Ma collègue W. m'a interpelé doucement l'autre jour. Elle revenait de vacances à la campagne dans un pays du sud de la Méditerrannée, et elle me demandait, encore un peu sous le choc, si je savais que, quand on tranche la gorge à une vache, elle vit encore pendant une bonne demie-heure. Je répondis que, ben euh... oui... Elle me raconta comment on lui avait demandé, à l'occasion d'une certaine fête, de tenir les pattes d'une bovine pendant qu'on l'égorgeait, que la bête s'était longtemps débattue, lui blessant les poignets, respirant profondément, et exhalant des gémissements d'agonie et de terreur à chaque expiration accompagnés de spasmes. Cela l'avait profondément perturbée, elle a eu envie d'arrêter la viande, et s'est faite la réflexion que, si on devait chacun tuer nos propres steaks avant de les avaler, il y aurait plus de végétariens (le fameux principe de la sensibilité kilométrique, qui veut qu'il est moins émouvant de larguer une roquette du haut d'un bombardier à 10 000 mètres, que de pénétrer un bide à la baïonnette, on a beau dire, on reste humain).
Vous me connaissez, bon, prince, je lui ai appris, que dans une société avancée, urbaine et laïque, gauloise par exemple, le respect de la cause animale oblige les abattoirs à étourdir nos amis les bêtes. Et je lui ai conseillé de visionner le film du vieil anar Georges Franju Le Sang des bêtes (oui, bon, ok, ça date un peu, mais vous me connaissez), qui, loin d'être de la propagande végane, était une commande publicitaire des abattoirs de La Villette, pour comprendre la bienveillance fondamentale envers tout être vivant qui sous-tend tous les principes fondateurs de notre civilisation. Parfois on voit un veau bouger encore après avoir été écorché, mais bon, hein ! oh ! ça va ! les ayatollahs vegan, oui ?
Ensuite, je lui ai proposé ma recette de sandwich au concombre, qu'on peut très bien adopter entre deux apéros saucisson- pinard ou foie gras Champagne, ça se fait dans les meilleures maisons, comme le prouvent les dialogues ci-dessous.

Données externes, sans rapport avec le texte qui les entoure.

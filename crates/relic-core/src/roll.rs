//! Random source for fusion rolls.
//!
//! The engine draws exactly one uniform sample per fusion attempt. The
//! [`FusionRoll`] trait abstracts where that sample comes from, so the
//! engine can run on a thread-local generator in production, a seeded one
//! in simulations, or a fixed script in tests.

use std::collections::VecDeque;

use rand::rngs::{SmallRng, ThreadRng};
use rand::{Rng, SeedableRng};

/// Upper clamp for scripted samples, just below 1.0.
const BELOW_ONE: f64 = 1.0 - f64::EPSILON;

/// A source of uniform samples in `[0, 1)`.
pub trait FusionRoll {
    /// Draw one sample in `[0, 1)`.
    fn roll(&mut self) -> f64;
}

impl<T: FusionRoll + ?Sized> FusionRoll for &mut T {
    fn roll(&mut self) -> f64 {
        (**self).roll()
    }
}

/// Adapts any [`rand::Rng`] into a [`FusionRoll`].
#[derive(Debug, Clone)]
pub struct RngRoll<R> {
    rng: R,
}

impl<R: Rng> RngRoll<R> {
    /// Wrap an existing generator.
    pub const fn new(rng: R) -> Self {
        Self { rng }
    }
}

impl RngRoll<ThreadRng> {
    /// Use the thread-local generator.
    pub fn thread() -> Self {
        Self::new(rand::rng())
    }
}

impl RngRoll<SmallRng> {
    /// A reproducible generator seeded from `seed`.
    pub fn seeded(seed: u64) -> Self {
        Self::new(SmallRng::seed_from_u64(seed))
    }
}

impl<R: Rng> FusionRoll for RngRoll<R> {
    fn roll(&mut self) -> f64 {
        self.rng.random::<f64>()
    }
}

/// Replays a fixed list of samples.
///
/// Once the script is exhausted the last sample repeats; an empty script
/// yields `0.0`. Samples outside `[0, 1)` are clamped into range.
#[derive(Debug, Clone, Default)]
pub struct ScriptedRoll {
    samples: VecDeque<f64>,
    last: f64,
}

impl ScriptedRoll {
    /// Create a script that yields `samples` in order.
    pub fn new(samples: impl IntoIterator<Item = f64>) -> Self {
        Self {
            samples: samples.into_iter().collect(),
            last: 0.0,
        }
    }

    /// A script that always yields `sample`.
    pub fn always(sample: f64) -> Self {
        Self::new([sample])
    }

    /// Number of scripted samples not yet drawn.
    pub fn remaining(&self) -> usize {
        self.samples.len()
    }
}

impl FusionRoll for ScriptedRoll {
    fn roll(&mut self) -> f64 {
        if let Some(next) = self.samples.pop_front() {
            self.last = clamp_unit(next);
        }
        self.last
    }
}

fn clamp_unit(sample: f64) -> f64 {
    if sample.is_nan() || sample < 0.0 {
        0.0
    } else {
        sample.min(BELOW_ONE)
    }
}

Repentante et reconnaissante, elle est retournée à son ouvrage, transformée.
PETITE TRANCHE DE VIE AU CONCOMBRE (et non pas petite branche de vit au con contre)
ALGERNON
Et, à propos de science de la vie, est-ce que vous avez préparé les sandwichs au concombre pour Lady Bracknell ?
LANE
Oui, Monsieur.
ALGERNON
Hum ! Où sont-ils ?
LANE
Ici, Monsieur. (Il lui montre l’assiette.)
ALGERNON
(Il les examine, en prend deux, et s’assied sur le canapé.)

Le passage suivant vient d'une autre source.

//! End-to-end tests for [`ProgressionEngine`] driven through a
//! [`MemoryStore`].
//!
//! These cover whole player journeys: multi-day streaks, milestone
//! payouts under both policies, the daily puzzle window, fusion outcomes
//! and what ends up in the save slot.

#![allow(
    clippy::expect_used,
    clippy::unwrap_used,
    clippy::missing_panics_doc,
    clippy::indexing_slicing,
    clippy::arithmetic_side_effects
)]

use relic_core::{
    EngineSettings, ErrorKind, MilestonePolicy, MilestoneReward, MilestoneTable,
    ProgressionEngine, ProgressionError, ScriptedRoll, StreakStatus,
};
use relic_store::{MemoryStore, SAVE_SLOT_KEY, StateStore};
use relic_types::{BonusOutcome, GameState, Relic, RelicId, RelicLevel, Timestamp};

const HOUR: i64 = 3_600_000;
const DAY: i64 = 24 * HOUR;

/// 2026-10-16T09:00:00Z.
const MORNING: Timestamp = 1_792_108_800_000 + 9 * HOUR;

type TestEngine = ProgressionEngine<MemoryStore, ScriptedRoll>;

fn open(store: MemoryStore, roll: ScriptedRoll, settings: EngineSettings) -> TestEngine {
    ProgressionEngine::open(store, roll, settings).expect("engine opens")
}

fn fresh() -> TestEngine {
    open(
        MemoryStore::new(),
        ScriptedRoll::default(),
        EngineSettings::default(),
    )
}

fn with_relics(levels: &[RelicLevel], roll: ScriptedRoll) -> (TestEngine, Vec<RelicId>) {
    let state = GameState {
        relics: levels.iter().map(|&level| Relic::mint(level, 0)).collect(),
        ..GameState::default()
    };
    let ids = state.relics.iter().map(|relic| relic.id).collect();
    let store = MemoryStore::with_state(SAVE_SLOT_KEY, &state).unwrap();
    (open(store, roll, EngineSettings::default()), ids)
}

fn persisted(engine: &TestEngine) -> GameState {
    engine.store().load(SAVE_SLOT_KEY).unwrap()
}

// =============================================================================
// Timed claim
// =============================================================================

#[test]
fn very_first_claim_at_epoch_zero_succeeds() {
    let mut engine = fresh();
    let receipt = engine.claim_relic(0).unwrap();

    assert_eq!(receipt.streak, 1);
    assert_eq!(receipt.minted_count(), 1);
    assert_eq!(receipt.message, "Claimed! Streak: 1");
    assert_eq!(
        engine.state().last_streak_date,
        chrono::NaiveDate::from_ymd_opt(1970, 1, 1)
    );
}

#[test]
fn claim_is_persisted_immediately() {
    let mut engine = fresh();
    engine.claim_relic(MORNING).unwrap();

    assert_eq!(&persisted(&engine), engine.state());
    assert_eq!(persisted(&engine).last_claim_time, MORNING);
}

#[test]
fn early_claim_reports_remaining_time_and_changes_nothing() {
    let mut engine = fresh();
    engine.claim_relic(MORNING).unwrap();
    let before = engine.state().clone();

    let err = engine.claim_relic(MORNING + 2 * HOUR).unwrap_err();
    assert_eq!(err.to_string(), "Too early to claim.");
    assert_eq!(err.kind(), ErrorKind::Precondition);
    assert!(err.is_recoverable());
    match err {
        ProgressionError::ClaimTooEarly { remaining_ms } => {
            assert_eq!(remaining_ms, 10 * HOUR);
        }
        other => panic!("unexpected error: {other:?}"),
    }
    assert_eq!(engine.state(), &before);
    assert_eq!(engine.store().save_count(), 1);
}

#[test]
fn clock_moving_backwards_only_lengthens_the_wait() {
    let mut engine = fresh();
    engine.claim_relic(MORNING).unwrap();

    assert_eq!(engine.time_until_claim(MORNING - HOUR), 13 * HOUR);
    assert!(!engine.can_claim(MORNING - HOUR));
}

#[test]
fn streak_survives_a_late_night_then_early_morning_pair() {
    let mut engine = fresh();
    // 23:00 on day D, then 11:00 on day D+1 (exactly one cooldown later).
    let late = MORNING + 14 * HOUR;
    engine.claim_relic(late).unwrap();
    let receipt = engine.claim_relic(late + 12 * HOUR).unwrap();
    assert_eq!(receipt.streak, 2);
}

#[test]
fn streak_resets_after_a_gap() {
    let mut engine = fresh();
    engine.claim_relic(MORNING).unwrap();
    engine.claim_relic(MORNING + DAY).unwrap();
    assert_eq!(engine.state().streak, 2);
    assert_eq!(
        engine.streak_status(MORNING + 3 * DAY).unwrap(),
        StreakStatus::Broken
    );

    let receipt = engine.claim_relic(MORNING + 3 * DAY).unwrap();
    assert_eq!(receipt.streak, 1);
    assert_eq!(receipt.minted_count(), 1);
}

// =============================================================================
// Milestones
// =============================================================================

#[test]
fn milestones_pay_exactly_at_three_and_seven() {
    let mut engine = fresh();
    let counts: Vec<usize> = (0..7)
        .map(|day| engine.claim_relic(MORNING + day * DAY).unwrap().minted_count())
        .collect();

    assert_eq!(counts, vec![1, 1, 2, 1, 1, 1, 3]);
    assert_eq!(engine.state().relic_count(), 10);
    assert_eq!(engine.state().level_counts()[&RelicLevel::Common], 10);
}

#[test]
fn milestone_refires_after_reset_by_default() {
    let mut engine = fresh();
    for day in 0..3 {
        engine.claim_relic(MORNING + day * DAY).unwrap();
    }
    // Miss a day, then climb back to 3.
    let restart = MORNING + 4 * DAY;
    let counts: Vec<usize> = (0..3)
        .map(|day| engine.claim_relic(restart + day * DAY).unwrap().minted_count())
        .collect();
    assert_eq!(counts, vec![1, 1, 2]);
    assert!(engine.state().claimed_milestones.is_empty());
}

#[test]
fn once_policy_pays_each_milestone_a_single_time() {
    let settings = EngineSettings {
        milestones: MilestoneTable::new(
            vec![MilestoneReward {
                streak: 3,
                bonus_relics: 1,
            }],
            MilestonePolicy::Once,
        ),
        ..EngineSettings::default()
    };
    let mut engine = open(MemoryStore::new(), ScriptedRoll::default(), settings);

    for day in 0..3 {
        engine.claim_relic(MORNING + day * DAY).unwrap();
    }
    assert!(engine.state().claimed_milestones.contains(&3));

    let restart = MORNING + 4 * DAY;
    let counts: Vec<usize> = (0..3)
        .map(|day| engine.claim_relic(restart + day * DAY).unwrap().minted_count())
        .collect();
    assert_eq!(counts, vec![1, 1, 1]);
    assert!(persisted(&engine).claimed_milestones.contains(&3));
}

#[test]
fn evening_reclaim_on_a_milestone_day_follows_the_policy() {
    let once = EngineSettings {
        milestones: MilestoneTable::new(
            vec![MilestoneReward {
                streak: 3,
                bonus_relics: 1,
            }],
            MilestonePolicy::Once,
        ),
        ..EngineSettings::default()
    };
    for (settings, expected) in [(EngineSettings::default(), 2), (once, 1)] {
        let mut engine = open(MemoryStore::new(), ScriptedRoll::default(), settings);
        for day in 0..3 {
            engine.claim_relic(MORNING + day * DAY).unwrap();
        }
        // 21:00 on the third day, exactly one cooldown after the morning claim.
        let receipt = engine.claim_relic(MORNING + 2 * DAY + 12 * HOUR).unwrap();
        assert_eq!(receipt.streak, 3);
        assert_eq!(receipt.minted_count(), expected);
    }
}

// =============================================================================
// One-shot bonuses
// =============================================================================

#[test]
fn puzzle_window_reopens_on_the_next_calendar_day() {
    let mut engine = fresh();
    // 23:30 then 00:30 the next day: different calendar days.
    let late = MORNING + 14 * HOUR + 30 * 60_000;
    assert!(engine.complete_puzzle(late).unwrap().is_granted());
    assert!(engine.complete_puzzle(late + HOUR).unwrap().is_granted());
    assert_eq!(engine.state().relic_count(), 4);
}

#[test]
fn solving_the_puzzle_grants_two_relics_once() {
    let mut engine = fresh();
    let mut puzzle = engine.new_puzzle();
    puzzle.tap_all([1, 3]);
    assert!(matches!(
        engine.solve_puzzle(&puzzle, MORNING),
        Err(ProgressionError::PuzzleUnsolved)
    ));
    puzzle.tap_all([1, 2, 3, 4]);

    let first = engine.solve_puzzle(&puzzle, MORNING).unwrap();
    assert_eq!(first.relics().len(), 2);
    let second = engine.solve_puzzle(&puzzle, MORNING + HOUR).unwrap();
    assert_eq!(second, BonusOutcome::AlreadyClaimed);
    assert_eq!(engine.state().relic_count(), 2);
}

#[test]
fn social_bonus_survives_reload() {
    let mut engine = fresh();
    engine.claim_social_bonus(MORNING).unwrap();
    let store = engine.store().clone();

    let mut reopened = open(store, ScriptedRoll::default(), EngineSettings::default());
    assert!(reopened.state().social_bonus_claimed);
    assert_eq!(
        reopened.claim_social_bonus(MORNING + DAY).unwrap(),
        BonusOutcome::AlreadyClaimed
    );
    assert_eq!(reopened.state().relic_count(), 1);
}

// =============================================================================
// Fusion
// =============================================================================

#[test]
fn two_rare_relics_with_low_draw_become_one_epic() {
    let (mut engine, ids) =
        with_relics(&[RelicLevel::Rare, RelicLevel::Rare], ScriptedRoll::always(0.2));

    let outcome = engine.upgrade_relics(&ids, MORNING).unwrap();
    assert!(outcome.success);
    assert_eq!(outcome.message, "Upgrade Successful!");

    let counts = engine.state().level_counts();
    assert_eq!(counts[&RelicLevel::Rare], 0);
    assert_eq!(counts[&RelicLevel::Epic], 1);
    assert_eq!(engine.state().relics[0].obtained_at, MORNING);
}

#[test]
fn burning_more_inputs_still_yields_one_relic() {
    let (mut engine, ids) = with_relics(&[RelicLevel::Common; 6], ScriptedRoll::always(0.99));

    let outcome = engine.upgrade_relics(&ids, MORNING).unwrap();
    assert!(outcome.success);
    assert_eq!(engine.state().relic_count(), 1);
    assert_eq!(engine.state().relics[0].level, RelicLevel::Rare);
}

#[test]
fn failed_fusion_is_persisted_as_a_loss() {
    let (mut engine, ids) = with_relics(
        &[RelicLevel::Epic, RelicLevel::Epic, RelicLevel::Rare],
        ScriptedRoll::always(0.3),
    );

    let outcome = engine.upgrade_relics(&ids[..2], MORNING).unwrap();
    assert!(!outcome.success);
    assert_eq!(outcome.message, "Not this time.");

    let saved = persisted(&engine);
    assert_eq!(saved.relic_count(), 1);
    assert_eq!(saved.relics[0].level, RelicLevel::Rare);
}

#[test]
fn fusion_rejections_leave_inventory_alone() {
    let (mut engine, ids) = with_relics(
        &[
            RelicLevel::Common,
            RelicLevel::Rare,
            RelicLevel::Mythic,
            RelicLevel::Mythic,
        ],
        ScriptedRoll::default(),
    );
    let before = engine.state().clone();

    let cases: Vec<(Vec<RelicId>, &str)> = vec![
        (vec![ids[0]], "Select relics to upgrade."),
        (vec![ids[0], RelicId::new()], "Invalid relic selection."),
        (vec![ids[0], ids[0]], "Invalid relic selection."),
        (vec![ids[0], ids[1]], "Relics must be the same level."),
        (vec![ids[2], ids[3]], "Max level reached."),
    ];
    for (selection, message) in cases {
        let err = engine.upgrade_relics(&selection, MORNING).unwrap_err();
        assert_eq!(err.to_string(), message);
        assert_eq!(err.kind(), ErrorKind::Validation);
        assert_eq!(engine.state(), &before);
    }
    assert_eq!(engine.store().save_count(), 0);
}

// =============================================================================
// Persistence
// =============================================================================

#[test]
fn failed_save_rolls_back_every_operation() {
    let (mut engine, ids) =
        with_relics(&[RelicLevel::Common, RelicLevel::Common], ScriptedRoll::default());
    engine.store_mut().set_fail_writes(true);
    let before = engine.state().clone();

    assert!(matches!(
        engine.claim_relic(MORNING),
        Err(ProgressionError::Persistence(_))
    ));
    assert!(matches!(
        engine.complete_puzzle(MORNING),
        Err(ProgressionError::Persistence(_))
    ));
    assert!(matches!(
        engine.claim_social_bonus(MORNING),
        Err(ProgressionError::Persistence(_))
    ));
    let err = engine.upgrade_relics(&ids, MORNING).unwrap_err();
    assert_eq!(err.kind(), ErrorKind::Persistence);

    assert_eq!(engine.state(), &before);
    assert_eq!(&persisted(&engine), &before);
}

#[test]
fn stale_puzzle_flag_is_cleared_on_next_write() {
    let mut engine = fresh();
    engine.complete_puzzle(MORNING).unwrap();
    assert!(persisted(&engine).puzzle_completed_today);

    engine.claim_social_bonus(MORNING + DAY).unwrap();
    let saved = persisted(&engine);
    assert!(!saved.puzzle_completed_today);
    assert!(saved.last_puzzle_date.is_some());
}

#[test]
fn blob_written_by_the_engine_uses_camel_case_keys() {
    let mut engine = fresh();
    engine.claim_relic(MORNING).unwrap();
    let raw = engine.store().raw(SAVE_SLOT_KEY).unwrap();
    let value: serde_json::Value = serde_json::from_str(raw).unwrap();

    assert_eq!(value["lastClaimTime"], MORNING);
    assert_eq!(value["streak"], 1);
    assert_eq!(value["lastStreakDate"], "2026-10-16");
    assert_eq!(value["relics"][0]["level"], 0);
    assert!(value["relics"][0]["obtainedAt"].is_i64());
}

[…] Vous pouvez disposer, Lane, je vous remercie.
LANE
Merci, Monsieur. (LANE se dirige vers la porte).
ALGERNON
Ah !... Donnez-moi juste encore un sandwich au concombre.
LANE
Bien, Monsieur. (Il revient sur ses pas et lui présente l’assiette.)
LANE sort.
[…]
LANE réapparaît.
M. Constant Worthing.
Entre JACK. LANE sort.
ALGERNON
Comment allez-vous, mon cher Constant ? Qu’est-ce qui vous amène dans la capitale ?
JACK
Oh, le plaisir, le plaisir ! Qu’y a-t-il d’autre pour amener quelqu’un quelque part ? Tiens, en train de manger, comme d’habitude, Algy ?
ALGERNON
(avec une certaine froideur)
Je crois qu’il est d’usage dans la bonne société, de prendre une petite collation à cinq heures. […] (il va prendre encore un sandwich). […]
JACK
Oh, mais dites donc : Pourquoi toutes ces tasses ? Pourquoi ces sandwichs au concombre ? Pourquoi une prodigalité aussi insensée de la part d’un homme aussi jeune ? Qui donc va venir prendre le thé ?
ALGERNON
Oh ! Seulement tante Augusta et Gwendolen.
[…]
ALGERNON
[…] (Jack tend la main pour prendre un sandwich. Algernon l’en empêche aussitôt). S’il vous plaît, ne touchez pas aux sandwichs au concombre ! Ils ont été préparés exprès pour tante Augusta. (Il en prend un et le mange).
JACK
Mais enfin, vous n’avez pas arrêté d’en manger !
ALGERNON
Il s’agit là d’un problème entièrement différent. C’est ma tante.
LADY BRACKNELL
Je suis désolée d’arriver en retard, Algernon, mais j’ai été obligée de passer dire bonjour à cette chère Lady Harbury. Je n’étais pas allée la voir depuis la mort de son pauvre mari. Jamais je n’ai vu une femme changée à ce point là : elle a l’air d’avoir rajeuni d’une bonne vingtaine d’années. Et maintenant je vais prendre une tasse de thé, et un de ces délicieux sandwichs au concombre que vous m’avez promis.
ALGERNON
Mais certainement, tante Augusta. (Il s’approche de la table basse.)
[…]
(prenant d’un air horrifié l’assiette vide) Grands dieux ! Lane ! Pourquoi n’y a-t-il pas de sandwich au concombre ? Je les avais commandés tout spécialement !
LANE
(gravement)
Monsieur, il n’y avait pas de concombres au marché ce matin. J’y suis allé deux fois.
ALGERNON
Pas de concombres !
LANE
Non, Monsieur. Pas même en payant comptant.
ALGERNON
Vous pouvez disposer Lane, je vous remercie.
LANE
Merci Monsieur.
Il sort.
ALGERNON
Tante Augusta, je suis horriblement navré qu’il n’y ait pas de concombres, même pour de l’argent comptant.
LADY BRACKNELL
En réalité cela n’a pas d’importance, Algernon. Je viens de manger quelques crêpes en compagnie de Lady Harbury, qui semble à présent mener une existence vouée exclusivement au plaisir.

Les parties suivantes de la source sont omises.